Chile


Gigante de Atacama



Wo liegt der Stein?

Der Stein liegt vor dem Hügel Cerro Unita in der Atacama-Wüste, der trockensten Wüste der Welt. In einigen Teilen regnet es hier nur alle 30 - 40 Jahre, in anderen hat es seit der Aufstellung von Messstationen noch nie geregnet. Der Stein hat somit die Chance, dass sein Auge nie abgewaschen wird.



Was sieht der Stein?

In Chile gibt es viele Petroglyphen: Großflächige Kunstwerke auf Hügeln, die zwischen 1000 und 1400 nach Christi geschaffen wurden. Sie sind entweder durch das Legen von dunklen Steinen auf hellem Untergrund oder das Entfernen von Steinen aus dem Lehmboden geschaffene Figuren. Die Bedeutung der Petroglyphen in Chile ist immer noch unklar, aber ihre meistens exponierten Lagen am Rande der Wüste auf den Osthängen der Küstenkordilleren, legen die Vermutung nahe, dass sie für ihre Erschaffer u.a. Wegweiser waren.

Ich wollte junge Kunst, die etwas sehen soll, alter Kunst, die etwas zeigen will, entgegen setzen und habe den Stein deswegen vor der Petroglype Gigante de Atacama – dem Riesen der Atacama-Wüste – abgelegt. Angeblich ist er mit einer Länge von 86m die größte menschliche Figur der Welt.



Da die Umgebung des Cerro Unita nicht touristisch erschlossen ist und der Boden von kleinen, wenn auch andersfarbigen Steinen bedeckt ist, habe ich die Hoffnung, dass der Stein nie auffallen oder gefunden werden wird.

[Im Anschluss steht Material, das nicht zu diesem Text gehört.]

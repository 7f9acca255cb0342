//! Repository implementations for all membership entities.
//!
//! Repositories are stateless: every function takes the executor to run
//! on, so the same query can run on a plain connection or inside a unit of
//! work. Statements use portable `?` placeholders.

pub mod account;
pub mod account_ip;
pub mod audit;
pub mod credential;
pub mod policy;
pub mod role;
pub mod role_assignment;
pub mod signing_key;

pub use account::AccountRepository;
pub use account_ip::AccountIpRepository;
pub use audit::AuditLogRepository;
pub use credential::CredentialRepository;
pub use policy::PolicyRepository;
pub use role::RoleRepository;
pub use role_assignment::RoleAssignmentRepository;
pub use signing_key::SigningKeyRepository;
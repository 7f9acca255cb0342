//! Engine-neutral SQL parameter and row types.
//!
//! Statements are written with positional `?` placeholders and parameters
//! are bound from [`SqlValue`]s. Rows come back as [`SqlRow`], a list of
//! named values with typed accessors. Timestamps are stored as integer
//! microseconds since the Unix epoch and flags as `0`/`1` integers.

use chrono::{DateTime, Utc};

use crate::error::{AppError, ErrorKind};
use crate::result::AppResult;

/// A positional statement parameter or a decoded column value.
#[derive(Debug, Clone, PartialEq)]
pub enum SqlValue {
    /// 64-bit integer.
    Int(i64),
    /// UTF-8 text.
    Text(String),
    /// Raw bytes.
    Bytes(Vec<u8>),
    /// UTC instant, bound as microseconds since the epoch.
    Timestamp(DateTime<Utc>),
    /// SQL `NULL`.
    Null,
}

impl SqlValue {
    /// Encode a boolean as a `0`/`1` integer flag.
    pub fn flag(value: bool) -> Self {
        Self::Int(i64::from(value))
    }

    /// Encode an optional timestamp.
    pub fn opt_timestamp(value: Option<DateTime<Utc>>) -> Self {
        value.map_or(Self::Null, Self::Timestamp)
    }

    /// Encode optional text.
    pub fn opt_text(value: Option<&str>) -> Self {
        value.map_or(Self::Null, |v| Self::Text(v.to_string()))
    }
}

impl From<i64> for SqlValue {
    fn from(value: i64) -> Self {
        Self::Int(value)
    }
}

impl From<&str> for SqlValue {
    fn from(value: &str) -> Self {
        Self::Text(value.to_string())
    }
}

impl From<String> for SqlValue {
    fn from(value: String) -> Self {
        Self::Text(value)
    }
}

impl From<DateTime<Utc>> for SqlValue {
    fn from(value: DateTime<Utc>) -> Self {
        Self::Timestamp(value)
    }
}

impl From<Vec<u8>> for SqlValue {
    fn from(value: Vec<u8>) -> Self {
        Self::Bytes(value)
    }
}

/// Convert microseconds since the epoch back into a UTC instant.
pub fn micros_to_datetime(micros: i64) -> AppResult<DateTime<Utc>> {
    DateTime::<Utc>::from_timestamp_micros(micros)
        .ok_or_else(|| AppError::database(format!("Timestamp out of range: {micros}")))
}

/// A single result row: column names paired with decoded values.
#[derive(Debug, Clone, Default, PartialEq)]
pub struct SqlRow {
    columns: Vec<(String, SqlValue)>,
}

impl SqlRow {
    /// Build a row from `(column, value)` pairs.
    pub fn new(columns: Vec<(String, SqlValue)>) -> Self {
        Self { columns }
    }

    /// Raw value of a column, or `None` if the row has no such column.
    pub fn get(&self, column: &str) -> Option<&SqlValue> {
        self.columns
            .iter()
            .find(|(name, _)| name.eq_ignore_ascii_case(column))
            .map(|(_, value)| value)
    }

    fn require(&self, column: &str) -> AppResult<&SqlValue> {
        self.get(column)
            .ok_or_else(|| AppError::database(format!("Column '{column}' missing from row")))
    }

    /// Nullable integer column.
    pub fn opt_i64(&self, column: &str) -> AppResult<Option<i64>> {
        match self.require(column)? {
            SqlValue::Int(v) => Ok(Some(*v)),
            SqlValue::Timestamp(ts) => Ok(Some(ts.timestamp_micros())),
            SqlValue::Text(s) => s
                .trim()
                .parse::<i64>()
                .map(Some)
                .map_err(|_| AppError::database(format!("Column '{column}' is not an integer"))),
            SqlValue::Null => Ok(None),
            SqlValue::Bytes(_) => Err(AppError::database(format!(
                "Column '{column}' is not an integer"
            ))),
        }
    }

    /// Non-null integer column.
    pub fn i64(&self, column: &str) -> AppResult<i64> {
        self.opt_i64(column)?
            .ok_or_else(|| AppError::database(format!("Column '{column}' is NULL")))
    }

    /// Integer flag column (`0` is false, anything else true).
    pub fn flag(&self, column: &str) -> AppResult<bool> {
        Ok(self.opt_i64(column)?.unwrap_or(0) != 0)
    }

    /// Nullable text column.
    pub fn opt_string(&self, column: &str) -> AppResult<Option<String>> {
        match self.require(column)? {
            SqlValue::Text(s) => Ok(Some(s.clone())),
            SqlValue::Int(v) => Ok(Some(v.to_string())),
            SqlValue::Bytes(b) => String::from_utf8(b.clone())
                .map(Some)
                .map_err(|e| {
                    AppError::with_source(
                        ErrorKind::Database,
                        format!("Column '{column}' is not UTF-8"),
                        e,
                    )
                }),
            SqlValue::Timestamp(ts) => Ok(Some(ts.to_rfc3339())),
            SqlValue::Null => Ok(None),
        }
    }

    /// Non-null text column.
    pub fn string(&self, column: &str) -> AppResult<String> {
        self.opt_string(column)?
            .ok_or_else(|| AppError::database(format!("Column '{column}' is NULL")))
    }

    /// Non-null binary column.
    pub fn bytes(&self, column: &str) -> AppResult<Vec<u8>> {
        match self.require(column)? {
            SqlValue::Bytes(b) => Ok(b.clone()),
            SqlValue::Text(s) => Ok(s.as_bytes().to_vec()),
            _ => Err(AppError::database(format!("Column '{column}' is not binary"))),
        }
    }

    /// Nullable timestamp column stored as epoch microseconds.
    pub fn opt_timestamp(&self, column: &str) -> AppResult<Option<DateTime<Utc>>> {
        self.opt_i64(column)?.map(micros_to_datetime).transpose()
    }

    /// Non-null timestamp column stored as epoch microseconds.
    pub fn timestamp(&self, column: &str) -> AppResult<DateTime<Utc>> {
        micros_to_datetime(self.i64(column)?)
    }
}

Was sah der Stein sonst noch?

Bevor ich den Stein vor dem Gigante de Atacama abgelegt habe, hatte ich ihm noch einige andere Stellen in Chile gezeigt. Die aus meiner Sicht Interessantesten sind im Folgenden aufgeführt:

Eine Attraktion in Chile sind die Tatio-Geysire auf fast 4.300m Höhe. Angeblich gibt es nur fünf Länder auf der Erde, in denen Geysire vorkommen. Mich persönlich haben die Landschaft und der Sonnenaufgang allerdings mehr beeindruckt, als die Geysire.



Der Salar de Atacama ist der drittgrößte Salzsee der Welt und in seiner Unwirklichkeit sehr beeindruckend.



Die Geoglifos Cerros Pintados sind mit über 400 Einzelfiguren, verteilt über mehrere Hügel, angeblich die größte Ansammlung von Petroglyphen auf der Welt. Leider wurden sie gerade restauriert, so dass auf dem schönsten Hügel einige Erdhaufen lagen.



Eine Besonderheit der Atacama-Wüste sind die Tamarugo-Bäume. Ihre Wurzeln sind so lang, dass sie das tief liegende Grundwasser erreichen können. Die Atacama-Wüste war vor dem Salpeterboom im 19. Jahrhundert zu weiten Teilen mit diesen Tamarugo-Bäumen bewachsen, weswegen die Gegend auch Pampa de Tamarugal heißt. Das folgende Bild (mit Stein!) ist mitten in der Wüste, außerhalb jeglicher Oase und trotzdem in einem lichten Wald entstanden.



Der nördlichste Punkt meiner Reise in Chile war Pisagua am Pazifik. Nach einer Boomzeit als Salpeterhafen wurde die Stadt eine Gefangenenkolonie und zu Zeiten von Pinochet sogar Folterzentrum für politische Gefangene. Auch das sollte der Stein sehen.